Title of the thesis: Causality, identifiability, and representation learning for machine learning with non-i.i.d. data

Thesis defender: Çağlar Hizli 
Opponent: Assistant Professor Francesco Locatello, Institute of Science and Technology, Austria
Custos: Associate Professor Pekka Marttinen, Aalto University School of Science

Modern AI systems perform impressively when training data and test data are similar. Real life is different: patients, environments and tasks change over time, and data are often limited or expensive to collect. This doctoral thesis examines how machine learning could become more reliable in such changing conditions.

The thesis focuses on learning from and generalizing to data that do not follow the usual assumption of being stable and uniform. Its aim is to help build AI systems that can handle changing environments, learn from small amounts of data, and transfer what they have learned to new tasks.

The work addresses this challenge from three complementary directions. First, in healthcare time-series data, it shows how to estimate what would happen to patients if treatment policies changed. In studies of meal and blood-glucose data, the methods produced clinically meaningful predictions. In obesity patients undergoing bariatric surgery, they also helped reveal how surgery changes glucose profiles through meal intake and other metabolic pathways.

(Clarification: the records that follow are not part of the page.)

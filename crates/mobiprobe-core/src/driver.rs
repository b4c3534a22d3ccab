//! Automation driver trait for backend-agnostic UI automation.
//!
//! This module defines the [`AutomationDriver`] trait, the seam between the
//! resolution/interaction logic in this crate and the remote automation
//! service that actually talks to the device. The production backend is
//! [`AppiumDriver`](crate::appium::AppiumDriver); tests substitute an
//! in-memory implementation.
//!
//! Every method maps to exactly one request against the service. The trait
//! performs no retries and no fallback; those policies live in
//! [`resolver`](crate::resolver) and [`orchestrator`](crate::orchestrator).

use async_trait::async_trait;
use thiserror::Error;

use crate::element::{ElementHandle, ElementRect};
use crate::gesture::PointerSequence;
use crate::locator::Selector;

/// Android key code for the hardware back button.
pub const KEYCODE_BACK: u32 = 4;

/// Errors that can occur during automation driver operations.
///
/// This enum unifies errors from all backends behind a single type. Only the
/// driver layer produces these; the layers above convert them into step
/// outcomes instead of propagating them.
#[derive(Error, Debug)]
pub enum DriverError {
    /// The service found no element for the selector.
    #[error("No such element: {0}")]
    NoSuchElement(String),

    /// The element reference is no longer attached to the UI.
    #[error("Stale element reference: {0}")]
    StaleElement(String),

    /// A command or operation failed with the given message.
    #[error("Command failed: {0}")]
    CommandFailed(String),

    /// No session is open with the automation service.
    #[error("Not connected to automation service")]
    NotConnected,

    /// An operation timed out.
    #[error("Operation timed out: {0}")]
    Timeout(String),

    /// The HTTP transport failed.
    #[error("HTTP error: {0}")]
    Http(#[from] reqwest::Error),

    /// Failed to parse a response body.
    #[error("JSON parse error: {0}")]
    JsonParse(String),

    /// The service does not implement the command.
    #[error("Unsupported command: {0}")]
    Unsupported(String),
}

impl DriverError {
    /// Returns true if the error means "nothing matched" rather than a
    /// transport or service failure.
    pub fn is_no_such_element(&self) -> bool {
        matches!(self, DriverError::NoSuchElement(_))
    }
}

/// Trait for backend-agnostic mobile UI automation.
///
/// Implementors expose the element, device, and session operations of the
/// remote automation service. All methods take `&self` so a single driver can
/// be shared behind an `Arc` by the session and its orchestrator; calls are
/// still issued strictly one at a time.
#[async_trait]
pub trait AutomationDriver: Send + Sync {
    /// Find the first element matching a selector.
    async fn find_element(&self, selector: &Selector) -> Result<ElementHandle, DriverError>;

    /// Find every element matching a selector. An empty list is not an error.
    async fn find_elements(&self, selector: &Selector) -> Result<Vec<ElementHandle>, DriverError>;

    /// Click (tap) an element.
    async fn click(&self, element: &ElementHandle) -> Result<(), DriverError>;

    /// Clear an editable element.
    async fn clear(&self, element: &ElementHandle) -> Result<(), DriverError>;

    /// Type text into an element.
    async fn send_keys(&self, element: &ElementHandle, text: &str) -> Result<(), DriverError>;

    /// Read the element's rendered text.
    async fn text(&self, element: &ElementHandle) -> Result<String, DriverError>;

    /// Read a named attribute. `Ok(None)` when the attribute is absent.
    async fn attribute(
        &self,
        element: &ElementHandle,
        name: &str,
    ) -> Result<Option<String>, DriverError>;

    /// Get the element's location and size.
    async fn rect(&self, element: &ElementHandle) -> Result<ElementRect, DriverError>;

    /// Check whether the element is displayed.
    async fn is_displayed(&self, element: &ElementHandle) -> Result<bool, DriverError>;

    /// Perform a single-command swipe from one point to another.
    ///
    /// # Arguments
    ///
    /// * `start_x`, `start_y` - Starting coordinates
    /// * `end_x`, `end_y` - Ending coordinates
    /// * `duration_ms` - Gesture duration in milliseconds
    async fn swipe(
        &self,
        start_x: i32,
        start_y: i32,
        end_x: i32,
        end_y: i32,
        duration_ms: u64,
    ) -> Result<(), DriverError>;

    /// Perform a low-level pointer action sequence.
    async fn perform_pointer(&self, sequence: &PointerSequence) -> Result<(), DriverError>;

    /// Press a hardware key by platform key code.
    async fn press_keycode(&self, keycode: u32) -> Result<(), DriverError>;

    /// Capture a screenshot of the device screen as PNG bytes.
    ///
    /// Not all backends support this. The default implementation returns
    /// [`DriverError::Unsupported`].
    async fn screenshot(&self) -> Result<Vec<u8>, DriverError> {
        Err(DriverError::Unsupported("screenshot".to_string()))
    }

    /// Terminate the automation session.
    async fn quit(&self) -> Result<(), DriverError>;
}
//! Shared element types for remote UI automation.
//!
//! These types describe what the automation service hands back on a lookup:
//! an opaque element reference and, on request, the element's on-screen
//! bounding box. They are independent of any specific backend.

use serde::{Deserialize, Serialize};

/// An opaque reference to an element returned by the automation service.
///
/// A handle is only meaningful for the step that resolved it. The UI may
/// re-render between steps, so handles are never cached across steps.
#[derive(Debug, Clone, PartialEq, Eq, Hash, Serialize, Deserialize)]
pub struct ElementHandle {
    id: String,
}

impl ElementHandle {
    /// Wraps a backend element reference.
    pub fn new(id: impl Into<String>) -> Self {
        Self { id: id.into() }
    }

    /// The backend's reference string for this element.
    pub fn id(&self) -> &str {
        &self.id
    }
}

/// The frame (position and dimensions) of a UI element.
///
/// Coordinates are in device pixels, with the origin at the top-left
/// corner of the screen.
#[derive(Debug, Clone, Copy, PartialEq, Eq, Default, Serialize, Deserialize)]
pub struct ElementRect {
    /// The x-coordinate of the element's top-left corner.
    pub x: i32,
    /// The y-coordinate of the element's top-left corner.
    pub y: i32,
    /// The width of the element in pixels.
    pub width: i32,
    /// The height of the element in pixels.
    pub height: i32,
}

impl ElementRect {
    pub fn new(x: i32, y: i32, width: i32, height: i32) -> Self {
        Self { x, y, width, height }
    }

    /// Horizontal midpoint, rounded down.
    pub fn center_x(&self) -> i32 {
        self.x + self.width / 2
    }

    /// The y-coordinate of the bottom edge.
    pub fn bottom(&self) -> i32 {
        self.y + self.height
    }
}
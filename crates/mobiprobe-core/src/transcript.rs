//! Per-step transcript of a run.
//!
//! Every orchestrator step ends in one or more [`StepRecord`]s. The
//! [`Transcript`] keeps them in memory, optionally echoes a status line per
//! record to a writer (stdout for the CLI), and optionally persists them as
//! JSON Lines.

use std::fmt;
use std::io::{BufWriter, Write};
use std::path::Path;
use std::sync::Arc;

use chrono::{DateTime, Utc};
use serde::{Deserialize, Serialize};
use tokio::sync::Mutex;
use uuid::Uuid;

use crate::action::InteractionResult;

/// Status of one transcript line.
#[derive(Debug, Clone, Copy, PartialEq, Eq, Hash, Serialize, Deserialize)]
#[serde(rename_all = "snake_case")]
pub enum StepStatus {
    /// Performed and verified.
    Pass,
    /// Performed; the read-back differed from the canonical form.
    SoftPass,
    /// Non-fatal anomaly, e.g. an element present but not displayed.
    Warn,
    /// The step could not be performed.
    Fail,
}

impl StepStatus {
    pub fn symbol(&self) -> &'static str {
        match self {
            StepStatus::Pass | StepStatus::SoftPass => "✅",
            StepStatus::Warn => "⚠️",
            StepStatus::Fail => "❌",
        }
    }
}

impl From<InteractionResult> for StepStatus {
    fn from(result: InteractionResult) -> Self {
        match result {
            InteractionResult::Succeeded => StepStatus::Pass,
            InteractionResult::SucceededWithFallbackFormat => StepStatus::SoftPass,
            InteractionResult::Failed => StepStatus::Fail,
        }
    }
}

/// Where a step ended in `Idle -> Resolving -> {Acting -> Verifying -> Done} | NotFoundTerminal`.
///
/// Resolution either succeeds and moves on to acting or ends in
/// [`NotFoundTerminal`](StepPhase::NotFoundTerminal), so no record ends in
/// `Idle` or `Resolving`.
#[derive(Debug, Clone, Copy, PartialEq, Eq, Serialize, Deserialize)]
#[serde(rename_all = "snake_case")]
pub enum StepPhase {
    Acting,
    Verifying,
    Done,
    NotFoundTerminal,
}

/// One transcript line.
#[derive(Debug, Clone, Serialize, Deserialize)]
pub struct StepRecord {
    /// Unique identifier for this record.
    pub id: Uuid,

    /// When the record was written.
    pub timestamp: DateTime<Utc>,

    /// Static name of the step that produced the record.
    pub step: String,

    pub status: StepStatus,

    /// The phase the step ended in.
    pub phase: StepPhase,

    /// Human-readable description.
    pub message: String,

    /// PNG screenshot captured after a failure. Not persisted.
    #[serde(skip)]
    pub screenshot: Option<Arc<Vec<u8>>>,
}

impl StepRecord {
    pub fn new(
        step: impl Into<String>,
        status: StepStatus,
        phase: StepPhase,
        message: impl Into<String>,
    ) -> Self {
        Self {
            id: Uuid::new_v4(),
            timestamp: Utc::now(),
            step: step.into(),
            status,
            phase,
            message: message.into(),
            screenshot: None,
        }
    }

    pub fn with_screenshot(mut self, png: Vec<u8>) -> Self {
        self.screenshot = Some(Arc::new(png));
        self
    }

    /// The status line echoed for this record.
    pub fn line(&self) -> String {
        format!("{} {}", self.status.symbol(), self.message)
    }
}

/// Counts per status over a run.
#[derive(Debug, Clone, Copy, Default, PartialEq, Eq, Serialize)]
pub struct Summary {
    pub passed: usize,
    pub soft_passed: usize,
    pub warnings: usize,
    pub failed: usize,
}

impl Summary {
    pub fn total(&self) -> usize {
        self.passed + self.soft_passed + self.warnings + self.failed
    }
}

impl fmt::Display for Summary {
    fn fmt(&self, f: &mut fmt::Formatter<'_>) -> fmt::Result {
        write!(
            f,
            "{} passed, {} soft-passed, {} warnings, {} failed",
            self.passed, self.soft_passed, self.warnings, self.failed
        )
    }
}

/// Recorded lines of a run.
pub struct Transcript {
    records: Mutex<Vec<StepRecord>>,
    echo: Mutex<Option<Box<dyn Write + Send>>>,
    log_writer: Mutex<Option<BufWriter<std::fs::File>>>,
}

impl Transcript {
    /// A transcript that only keeps records in memory.
    pub fn new() -> Arc<Self> {
        Arc::new(Self {
            records: Mutex::new(Vec::new()),
            echo: Mutex::new(None),
            log_writer: Mutex::new(None),
        })
    }

    /// A transcript that also writes status lines to `echo` and, when
    /// `log_path` is given, JSON Lines to that file.
    ///
    /// A log file that cannot be created is skipped with a warning; the run
    /// itself does not depend on it.
    pub fn with_outputs(echo: Option<Box<dyn Write + Send>>, log_path: Option<&Path>) -> Arc<Self> {
        let log_writer = log_path.and_then(|path| match std::fs::File::create(path) {
            Ok(file) => Some(BufWriter::new(file)),
            Err(e) => {
                tracing::warn!(path = %path.display(), error = %e, "could not create transcript log");
                None
            }
        });
        Arc::new(Self {
            records: Mutex::new(Vec::new()),
            echo: Mutex::new(echo),
            log_writer: Mutex::new(log_writer),
        })
    }

    /// Appends a record, echoing and persisting it.
    pub async fn record(&self, record: StepRecord) {
        if let Some(ref mut out) = *self.echo.lock().await {
            let _ = writeln!(out, "{}", record.line());
            let _ = out.flush();
        }

        if let Some(ref mut writer) = *self.log_writer.lock().await {
            if let Ok(json) = serde_json::to_string(&record) {
                let _ = writeln!(writer, "{}", json);
                let _ = writer.flush();
            }
        }

        self.records.lock().await.push(record);
    }

    /// Writes a free-form line to the echo output without recording it.
    pub async fn note(&self, line: &str) {
        if let Some(ref mut out) = *self.echo.lock().await {
            let _ = writeln!(out, "{}", line);
            let _ = out.flush();
        }
    }

    /// All records in order.
    pub async fn records(&self) -> Vec<StepRecord> {
        self.records.lock().await.clone()
    }

    pub async fn summary(&self) -> Summary {
        let mut summary = Summary::default();
        for record in self.records.lock().await.iter() {
            match record.status {
                StepStatus::Pass => summary.passed += 1,
                StepStatus::SoftPass => summary.soft_passed += 1,
                StepStatus::Warn => summary.warnings += 1,
                StepStatus::Fail => summary.failed += 1,
            }
        }
        summary
    }
}

impl fmt::Debug for Transcript {
    fn fmt(&self, f: &mut fmt::Formatter<'_>) -> fmt::Result {
        f.debug_struct("Transcript")
            .field("records", &"<Mutex<Vec<StepRecord>>>")
            .field("echo", &"<Mutex<Option<Box<dyn Write>>>>")
            .field("log_writer", &"<Mutex<Option<BufWriter<File>>>>")
            .finish()
    }
}
//! Shared test helpers for mobiprobe-core integration tests.
//!
//! Two kinds of mock are provided: [`MockDriver`], a scripted in-memory
//! [`AutomationDriver`] for orchestrator-level tests, and
//! [`mock_appium`], an HTTP server speaking just enough of the W3C wire
//! protocol to exercise [`AppiumDriver`](mobiprobe_core::appium::AppiumDriver).

#![allow(dead_code)]

use std::collections::{HashMap, HashSet};
use std::net::SocketAddr;
use std::sync::atomic::{AtomicUsize, Ordering};
use std::sync::{Arc, Mutex};
use std::time::Duration;

use async_trait::async_trait;
use serde_json::Value;
use tokio::io::{AsyncReadExt, AsyncWriteExt};
use tokio::net::TcpListener;

use mobiprobe_core::driver::{AutomationDriver, DriverError};
use mobiprobe_core::element::{ElementHandle, ElementRect};
use mobiprobe_core::gesture::PointerSequence;
use mobiprobe_core::locator::{LookupStrategy, Selector};

// ---------------------------------------------------------------------------
// Scripted in-memory driver
// ---------------------------------------------------------------------------

/// One call received by a [`MockDriver`].
#[derive(Debug, Clone, PartialEq)]
pub enum Call {
    Find(Selector),
    FindAll(Selector),
    Click(String),
    Clear(String),
    SendKeys(String, String),
    Text(String),
    Attribute(String, String),
    Rect(String),
    Displayed(String),
    Swipe(i32, i32, i32, i32, u64),
    Pointer(PointerSequence),
    Keycode(u32),
    Screenshot,
    Quit,
}

#[derive(Debug, Clone)]
struct MockElement {
    text: String,
    text_attribute: Option<String>,
    rect: ElementRect,
    displayed: bool,
    click_fails: bool,
    echo: (String, String),
}

impl Default for MockElement {
    fn default() -> Self {
        Self {
            text: String::new(),
            text_attribute: None,
            rect: ElementRect::new(0, 0, 100, 100),
            displayed: true,
            click_fails: false,
            echo: (String::new(), String::new()),
        }
    }
}

/// An [`AutomationDriver`] whose UI is a fixed table of selectors.
///
/// Lookups for unregistered selectors fail with
/// [`DriverError::NoSuchElement`]. Every call is recorded in order.
#[derive(Debug, Default)]
pub struct MockDriver {
    selectors: HashMap<Selector, String>,
    raising: HashSet<Selector>,
    collections: HashMap<Selector, Vec<String>>,
    elements: Mutex<HashMap<String, MockElement>>,
    fail_pointer: bool,
    fail_swipe: bool,
    fail_keycode: bool,
    screenshot: Option<Vec<u8>>,
    lookup_delay: Option<Duration>,
    calls: Mutex<Vec<Call>>,
    quits: AtomicUsize,
}

impl MockDriver {
    pub fn new() -> Self {
        Self::default()
    }

    /// Registers element `id` as the result of looking up `selector`.
    pub fn with_element(mut self, selector: Selector, id: &str) -> Self {
        self.selectors.insert(selector, id.to_string());
        self.elements.get_mut().unwrap().entry(id.to_string()).or_default();
        self
    }

    /// Registers element `id` under the selector `strategy` builds for `identifier`.
    pub fn with_identifier(
        self,
        identifier: &str,
        namespace: &str,
        strategy: LookupStrategy,
        id: &str,
    ) -> Self {
        self.with_element(strategy.selector(identifier, namespace), id)
    }

    /// Lookups of `selector` raise a non-lookup error.
    pub fn raising_on(mut self, selector: Selector) -> Self {
        self.raising.insert(selector);
        self
    }

    pub fn with_collection(mut self, selector: Selector, ids: &[&str]) -> Self {
        for id in ids {
            self.elements.get_mut().unwrap().entry(id.to_string()).or_default();
        }
        self.collections
            .insert(selector, ids.iter().map(|s| s.to_string()).collect());
        self
    }

    fn edit(mut self, id: &str, f: impl FnOnce(&mut MockElement)) -> Self {
        f(self.elements.get_mut().unwrap().entry(id.to_string()).or_default());
        self
    }

    pub fn with_text(self, id: &str, text: &str) -> Self {
        self.edit(id, |e| e.text = text.to_string())
    }

    pub fn with_text_attribute(self, id: &str, value: &str) -> Self {
        self.edit(id, |e| e.text_attribute = Some(value.to_string()))
    }

    pub fn with_rect(self, id: &str, rect: ElementRect) -> Self {
        self.edit(id, |e| e.rect = rect)
    }

    pub fn hidden(self, id: &str) -> Self {
        self.edit(id, |e| e.displayed = false)
    }

    pub fn failing_click(self, id: &str) -> Self {
        self.edit(id, |e| e.click_fails = true)
    }

    /// Typed text is displayed as `prefix + text + suffix`.
    pub fn echo_format(self, id: &str, prefix: &str, suffix: &str) -> Self {
        self.edit(id, |e| e.echo = (prefix.to_string(), suffix.to_string()))
    }

    pub fn failing_pointer(mut self) -> Self {
        self.fail_pointer = true;
        self
    }

    pub fn failing_swipe(mut self) -> Self {
        self.fail_swipe = true;
        self
    }

    pub fn failing_keycode(mut self) -> Self {
        self.fail_keycode = true;
        self
    }

    /// Every `find_element` takes `delay` before answering, like a server
    /// honouring its implicit wait.
    pub fn slow_lookups(mut self, delay: Duration) -> Self {
        self.lookup_delay = Some(delay);
        self
    }

    pub fn with_screenshot(mut self, png: Vec<u8>) -> Self {
        self.screenshot = Some(png);
        self
    }

    pub fn into_arc(self) -> Arc<Self> {
        Arc::new(self)
    }

    pub fn calls(&self) -> Vec<Call> {
        self.calls.lock().unwrap().clone()
    }

    /// Selectors passed to `find_element`, in order.
    pub fn lookups(&self) -> Vec<Selector> {
        self.calls()
            .into_iter()
            .filter_map(|c| match c {
                Call::Find(sel) => Some(sel),
                _ => None,
            })
            .collect()
    }

    pub fn clicked(&self) -> Vec<String> {
        self.calls()
            .into_iter()
            .filter_map(|c| match c {
                Call::Click(id) => Some(id),
                _ => None,
            })
            .collect()
    }

    pub fn quit_count(&self) -> usize {
        self.quits.load(Ordering::SeqCst)
    }

    pub fn text_of(&self, id: &str) -> String {
        self.elements.lock().unwrap().get(id).map(|e| e.text.clone()).unwrap_or_default()
    }

    fn record(&self, call: Call) {
        self.calls.lock().unwrap().push(call);
    }

    fn element(&self, element: &ElementHandle) -> Result<MockElement, DriverError> {
        self.elements
            .lock()
            .unwrap()
            .get(element.id())
            .cloned()
            .ok_or_else(|| DriverError::StaleElement(element.id().to_string()))
    }
}

#[async_trait]
impl AutomationDriver for MockDriver {
    async fn find_element(&self, selector: &Selector) -> Result<ElementHandle, DriverError> {
        self.record(Call::Find(selector.clone()));
        if let Some(delay) = self.lookup_delay {
            tokio::time::sleep(delay).await;
        }
        if self.raising.contains(selector) {
            return Err(DriverError::CommandFailed(format!("lookup raised for {selector}")));
        }
        self.selectors
            .get(selector)
            .map(ElementHandle::new)
            .ok_or_else(|| DriverError::NoSuchElement(selector.to_string()))
    }

    async fn find_elements(&self, selector: &Selector) -> Result<Vec<ElementHandle>, DriverError> {
        self.record(Call::FindAll(selector.clone()));
        Ok(self
            .collections
            .get(selector)
            .map(|ids| ids.iter().map(ElementHandle::new).collect())
            .unwrap_or_default())
    }

    async fn click(&self, element: &ElementHandle) -> Result<(), DriverError> {
        self.record(Call::Click(element.id().to_string()));
        if self.element(element)?.click_fails {
            return Err(DriverError::StaleElement(element.id().to_string()));
        }
        Ok(())
    }

    async fn clear(&self, element: &ElementHandle) -> Result<(), DriverError> {
        self.record(Call::Clear(element.id().to_string()));
        if let Some(e) = self.elements.lock().unwrap().get_mut(element.id()) {
            e.text.clear();
        }
        Ok(())
    }

    async fn send_keys(&self, element: &ElementHandle, text: &str) -> Result<(), DriverError> {
        self.record(Call::SendKeys(element.id().to_string(), text.to_string()));
        if let Some(e) = self.elements.lock().unwrap().get_mut(element.id()) {
            e.text = format!("{}{}{}", e.echo.0, text, e.echo.1);
        }
        Ok(())
    }

    async fn text(&self, element: &ElementHandle) -> Result<String, DriverError> {
        self.record(Call::Text(element.id().to_string()));
        Ok(self.element(element)?.text)
    }

    async fn attribute(
        &self,
        element: &ElementHandle,
        name: &str,
    ) -> Result<Option<String>, DriverError> {
        self.record(Call::Attribute(element.id().to_string(), name.to_string()));
        let state = self.element(element)?;
        Ok(match name {
            "text" => state.text_attribute,
            _ => None,
        })
    }

    async fn rect(&self, element: &ElementHandle) -> Result<ElementRect, DriverError> {
        self.record(Call::Rect(element.id().to_string()));
        Ok(self.element(element)?.rect)
    }

    async fn is_displayed(&self, element: &ElementHandle) -> Result<bool, DriverError> {
        self.record(Call::Displayed(element.id().to_string()));
        Ok(self.element(element)?.displayed)
    }

    async fn swipe(
        &self,
        start_x: i32,
        start_y: i32,
        end_x: i32,
        end_y: i32,
        duration_ms: u64,
    ) -> Result<(), DriverError> {
        self.record(Call::Swipe(start_x, start_y, end_x, end_y, duration_ms));
        if self.fail_swipe {
            return Err(DriverError::Unsupported("mobile: dragGesture".to_string()));
        }
        Ok(())
    }

    async fn perform_pointer(&self, sequence: &PointerSequence) -> Result<(), DriverError> {
        self.record(Call::Pointer(sequence.clone()));
        if self.fail_pointer {
            return Err(DriverError::Unsupported("actions".to_string()));
        }
        Ok(())
    }

    async fn press_keycode(&self, keycode: u32) -> Result<(), DriverError> {
        self.record(Call::Keycode(keycode));
        if self.fail_keycode {
            return Err(DriverError::CommandFailed("press_keycode".to_string()));
        }
        Ok(())
    }

    async fn screenshot(&self) -> Result<Vec<u8>, DriverError> {
        self.record(Call::Screenshot);
        self.screenshot
            .clone()
            .ok_or_else(|| DriverError::Unsupported("screenshot".to_string()))
    }

    async fn quit(&self) -> Result<(), DriverError> {
        self.record(Call::Quit);
        self.quits.fetch_add(1, Ordering::SeqCst);
        Ok(())
    }
}

// ---------------------------------------------------------------------------
// Mock Appium HTTP server
// ---------------------------------------------------------------------------

/// A request received by [`mock_appium`].
#[derive(Debug, Clone)]
pub struct RecordedRequest {
    pub method: String,
    pub path: String,
    pub body: Value,
}

/// Describes how the mock server answers one request.
pub enum MockReply {
    /// Reply with the given status and JSON body.
    Json(u16, Value),
    /// Read the request and close the connection without replying.
    Drop,
}

/// Start a mock Appium server that answers requests with `replies` in order,
/// one request per connection.
///
/// Returns the base URL and the log of received requests.
pub async fn mock_appium(replies: Vec<MockReply>) -> (String, Arc<Mutex<Vec<RecordedRequest>>>) {
    let listener = TcpListener::bind("127.0.0.1:0").await.unwrap();
    let addr: SocketAddr = listener.local_addr().unwrap();
    let log = Arc::new(Mutex::new(Vec::new()));
    let server_log = Arc::clone(&log);

    tokio::spawn(async move {
        for reply in replies {
            let Ok((mut stream, _)) = listener.accept().await else {
                return;
            };
            let Some(request) = read_request(&mut stream).await else {
                return;
            };
            server_log.lock().unwrap().push(request);

            match reply {
                MockReply::Json(status, body) => {
                    let body = body.to_string();
                    let response = format!(
                        "HTTP/1.1 {status} OK\r\nContent-Type: application/json\r\nContent-Length: {}\r\nConnection: close\r\n\r\n{body}",
                        body.len()
                    );
                    let _ = stream.write_all(response.as_bytes()).await;
                    let _ = stream.flush().await;
                }
                MockReply::Drop => {}
            }
        }
    });

    (format!("http://{addr}"), log)
}

async fn read_request(stream: &mut tokio::net::TcpStream) -> Option<RecordedRequest> {
    let mut buf = Vec::new();
    let mut chunk = [0u8; 1024];
    let header_end = loop {
        if let Some(pos) = buf.windows(4).position(|w| w == b"\r\n\r\n") {
            break pos + 4;
        }
        let n = stream.read(&mut chunk).await.ok()?;
        if n == 0 {
            return None;
        }
        buf.extend_from_slice(&chunk[..n]);
    };

    let head = String::from_utf8_lossy(&buf[..header_end]).to_string();
    let mut lines = head.lines();
    let mut request_line = lines.next()?.split_whitespace();
    let method = request_line.next()?.to_string();
    let path = request_line.next()?.to_string();
    let content_length = lines
        .filter_map(|l| l.split_once(':'))
        .find(|(k, _)| k.trim().eq_ignore_ascii_case("content-length"))
        .and_then(|(_, v)| v.trim().parse::<usize>().ok())
        .unwrap_or(0);

    while buf.len() < header_end + content_length {
        let n = stream.read(&mut chunk).await.ok()?;
        if n == 0 {
            break;
        }
        buf.extend_from_slice(&chunk[..n]);
    }

    let body_bytes = &buf[header_end..(header_end + content_length).min(buf.len())];
    let body = serde_json::from_slice(body_bytes).unwrap_or(Value::Null);
    Some(RecordedRequest { method, path, body })
}

/// A W3C success body.
pub fn ok(value: Value) -> MockReply {
    MockReply::Json(200, serde_json::json!({ "value": value }))
}

/// A W3C error body.
pub fn w3c_error(status: u16, error: &str, message: &str) -> MockReply {
    MockReply::Json(
        status,
        serde_json::json!({ "value": { "error": error, "message": message, "stacktrace": "" } }),
    )
}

Second, the thesis introduces a new theoretical framework for recovering hidden dynamical processes from complex observations collected in changing environments. It shows that identifying these stable underlying processes improves the ability to predict future progression.

Third, in computer vision, the thesis proposes an object-centred training method that learns visual representations which transfer better to new tasks and datasets. The method improved results not only on the standard ImageNet benchmark but also on thirteen datasets designed to test performance under changed conditions.

The thesis is relevant to a broad range of fields, including healthcare, scientific modelling and other AI applications where conditions change over time. The central conclusion is that future intelligent systems should combine lower-level pattern-recognition skills with higher-level cognitive abilities, such as understanding cause and effect, recovering stable mechanisms across changing environments, and representing the world in terms of objects and their relations.

Keywords: causality, identifiability, time-series, object-centered learning

Thesis available for public display 7 days prior to the defence at Aalto University's public display page.